When it comes to public trust, bankers seldom earn blue ribbons. In the Gallup Poll’s annual survey of trusted professionals, bankers typically end up in the middle of the pack. That’s certainly better than used car salespeople and members of Congress but nowhere near the levels of respect accorded to nurses, doctors, clergy and even engineers.
In addition, when bankers and financial institutions go to the dark side it tends to result in headlines of the worst kind. Search “Wells Fargo scandals” on Google News if you doubt it. But the fact is that despite the problematic behavior of some bankers, banks offer critically important services to individuals and organizations, including those with lower incomes.
That may seem counterintuitive. After all, why would poor people need banks? However, living on cash alone is a precarious endeavor. You can easily lose virtually everything to error, caprice, disaster or theft. Plus, those with lower incomes are often victimized by “too good to be true” offers by sources ranging from obvious charlatans to legitimate “easy credit” and payday loan providers.
When you get right down to it, access to banking services can promote good financial habits, and help people work their way toward specific goals. That’s why Mojaloop, a new open-source software project for creating payment platforms aimed at unbanked people is so intriguing and promising. Funded by the Bill and Melinda Gates Foundation, Mojaloop is now available on GitHub for software developers to adapt and banks, financial service providers and other companies to implement.
Let’s consider what the Gates Foundation is doing and why that’s worthwhile.
Mobilizing banking services
You can’t blame companies for wanting wealthy clients. Actively engaging with people that can buy and, better yet, pay for your goods and services is straight out of Business 101. So, it’s commonplace for vendors to pursue organizations that buy products by the gross, and goods purveyors to enthusiastically go after customers with substantial income.
The Internet changed those dynamics a bit but not by as much as many assume. True, it’s easier for small businesses, including solo practitioners to reach out to and engage with customers and markets that would have been impossible before the World Wide Web and eBay came along. But the fact is that poor communities and developing countries which remain woefully underserved by technologically-driven businesses, including banks.
There are some workarounds, of course. People, no matter what their means are, can be creative and resourceful. But some issues and processes are difficult or impossible to replicate without third party assistance, including banking services, like savings accounts and support for transactions, such as money transfers and payments.
Interestingly, continually evolving mobile technologies offer a key to solving many or most of these problems. Mobile phone infrastructures are easier and cheaper to build-out than traditional wired networks. Plus, along with being affordable, mobile phones are convenient, reliable, widely available and easy to use. As a result, citizens in many developing economies are using smart phones and other mobile solutions for computing tasks.

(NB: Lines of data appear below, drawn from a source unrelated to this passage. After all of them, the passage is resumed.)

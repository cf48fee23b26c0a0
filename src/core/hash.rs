//! Identity Hashing
//!
//! Deterministic hashing of match identity fields into persisted lookup keys.
//! Keys derived here are stored alongside every match, so the byte layout
//! fed to the hasher must never change.

use sha2::{Sha256, Digest};

/// Hash output type (256 bits / 32 bytes)
pub type IdentityHash = [u8; 32];

/// Domain separator for match identity keys.
pub const MATCH_KEY_DOMAIN: &[u8] = b"GGP_SPECTATOR_MATCH_KEY_V1";

/// Deterministic hasher for identity fields.
///
/// Wraps SHA-256 with length-prefixed string updates so that adjacent
/// fields cannot be re-split into a colliding layout
/// (`"ab" + "c"` hashes differently from `"a" + "bc"`).
pub struct IdentityHasher {
    hasher: Sha256,
}

impl IdentityHasher {
    /// Create a new hasher with domain separator.
    pub fn new(domain: &[u8]) -> Self {
        let mut hasher = Sha256::new();
        hasher.update(domain);
        Self { hasher }
    }

    /// Create hasher for match identity keys.
    pub fn for_match_key() -> Self {
        Self::new(MATCH_KEY_DOMAIN)
    }

    /// Update with a length-prefixed UTF-8 string.
    #[inline]
    pub fn update_str(&mut self, value: &str) {
        self.update_u64(value.len() as u64);
        self.hasher.update(value.as_bytes());
    }

    /// Update with a u64 value (big-endian).
    #[inline]
    pub fn update_u64(&mut self, value: u64) {
        self.hasher.update(value.to_be_bytes());
    }

    /// Update with an i64 value (big-endian).
    #[inline]
    pub fn update_i64(&mut self, value: i64) {
        self.hasher.update(value.to_be_bytes());
    }

    /// Update with a boolean.
    #[inline]
    pub fn update_bool(&mut self, value: bool) {
        self.hasher.update([value as u8]);
    }

    /// Update with an optional string: presence flag, then the value.
    #[inline]
    pub fn update_opt_str(&mut self, value: Option<&str>) {
        self.update_bool(value.is_some());
        if let Some(value) = value {
            self.update_str(value);
        }
    }

    /// Finalize and return the hash.
    pub fn finalize(self) -> IdentityHash {
        self.hasher.finalize().into()
    }

    /// Finalize and return the hash as lowercase hex.
    pub fn finalize_hex(self) -> String {
        hex::encode(self.finalize())
    }
}

// =============================================================================
// TESTS
// =============================================================================
//! # GGP Spectator Server
//!
//! Accepts match documents from game hosts, checks that each one is a
//! legitimate continuation of the match it claims to be, and keeps the
//! latest version of every match for spectators.
//!
//! ## Architecture
//!
//! ```text
//! ┌─────────────────────────────────────────────────────────────┐
//! │                   GGP SPECTATOR SERVER                       │
//! ├─────────────────────────────────────────────────────────────┤
//! │  core/             - Leaf primitives                         │
//! │  ├── hash.rs       - Domain-separated identity hashing       │
//! │  ├── clock.rs      - Wall-clock source                       │
//! │  └── symbol.rs     - Bracketed-list state parser             │
//! │                                                              │
//! │  matches/          - Match data model                        │
//! │  ├── document.rs   - Raw JSON document, schema lookups       │
//! │  ├── descriptor.rs - Typed view of a document                │
//! │  ├── fields.rs     - Field names and allow-list              │
//! │  └── record.rs     - Stored record and identity key          │
//! │                                                              │
//! │  validation/       - Pure validation rules                   │
//! │  ├── consistency.rs- Single-document checks                  │
//! │  ├── update.rs     - Invariant and forward-only checks       │
//! │  └── time.rs       - Reasonable-time window                  │
//! │                                                              │
//! │  signing/          - Host signatures (RS256)                 │
//! │                                                              │
//! │  server/           - Storage, feed, notifications            │
//! │  └── coordinator.rs- Submission pipeline                     │
//! └─────────────────────────────────────────────────────────────┘
//! ```
//!
//! ## Identity Keys
//!
//! A match is identified by `(matchId, startTime, randomToken, matchHostPK?)`.
//! The derived key is persisted, so its derivation never changes.

#![warn(missing_docs)]
#![warn(clippy::all)]
#![deny(unsafe_code)]

pub mod core;
pub mod matches;
pub mod server;
pub mod signing;
pub mod validation;

// Re-export commonly used types
pub use matches::{compute_identity_key, MatchDocument, MatchKey, MatchRecord};
pub use server::{
    InMemoryMatchStore, MatchStore, SpectatorConfig, SubmissionError, SubmissionOutcome,
    UpdateCoordinator,
};
pub use signing::{RsaSignatureVerifier, SignatureVerifier};
pub use validation::{ConsistencyError, MatchValidator, ValidationError};

/// Crate version
pub const VERSION: &str = env!("CARGO_PKG_VERSION");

There’s plenty of evidence that mobile services can be beneficial for developing economies—in Kenya, some 194,000 households have used M-Pesa to escape extreme poverty. However, lack of interoperability between digital financial services and payment platforms is hampering the expansion of these services to the communities that need them most.
The Mojaloop value proposition
The measurable differences that mobile solutions and services are making in people’s lives is at the heart of the Gates Foundation’s efforts. The Mojaloop press release cites data from the World Bank showing that nearly two billion people in developing economies lack bank accounts and the benefits and security of financial services.
Why is happening? In part due to a lack of interoperability between digital financial service providers and payment platforms. That’s a problem begging for technological solutions, but existing approaches also suffer from overcomplexity and high-cost, making them unsustainable for financial and payment companies balancing service delivery against slim margins.
That’s where Mojaloop comes in. Created by the Gates Foundation’s Level One Project with technologies, including the Interledger Protocol, a solution for settling funds among multiple providers across their individual systems, Mojaloop includes four components;
- An interoperability layer, which connects bank accounts, mobile money wallets, and merchants in an open loop;
- A directory service layer, which navigates the different methods that providers use to identify accounts on each side of a transaction;
- A transactions settlement layer, which makes payments instant and irrevocable; and,
- Components which protect against fraud.
According to the Foundation, though other promising financial software solutions exist, Mojaloop is the first that “can help extend interoperability from mobile money providers to any bank, merchant or government institution in a customer’s economy in a way that specifically meets the needs of the poor.” The Gates Foundation says will not own or implement Mojaloop but it will use the project to promote the development of pro-poor, digital payment platforms.
So how do Mojaloop’s prospects appear? It would be one thing if the Gates Foundation’s effort existed in a vacuum. After all, the Foundation’s financial resources mean that virtually anything it puts its weight behind becomes newsworthy and even viable.
But while Mojaloop came out of the Foundation’s Level One Project, it was created in partnership with financial technology (fintech) developers, including Crosslake, Dwolla, ModusBox and Ripple. In addition, Ericsson, Huawei, Mahindra Comiva and Telepin created an open API for mobile money interoperability that was developed alongside Mojaloop.
In other words, Mojaloop represents a far larger effort and far broader focus areas than even the resources of the Gates Foundation could have garnered on its own. As a result, the project will likely have a substantial impact.
There are obvious ironies surrounding Mojaloop. That an innovative open source project was sparked by a Foundation largely funded by a fortune based on proprietary software is worth a chuckle. But most conventional technologies have failed to meaningfully impact the lives of the poor. Given the size of the potential audience for Mojaloop-based services and the financial restrictions facing participating orgaizations, open source is a superior alternative.
Overall, the Gates Foundation and its fintech and other partners deserve kudos for their Mojaloop investments. As a result of their efforts, the continuing innovations of mobile technologies could have positive, life changing effects for millions of unbanked and poor people worldwide.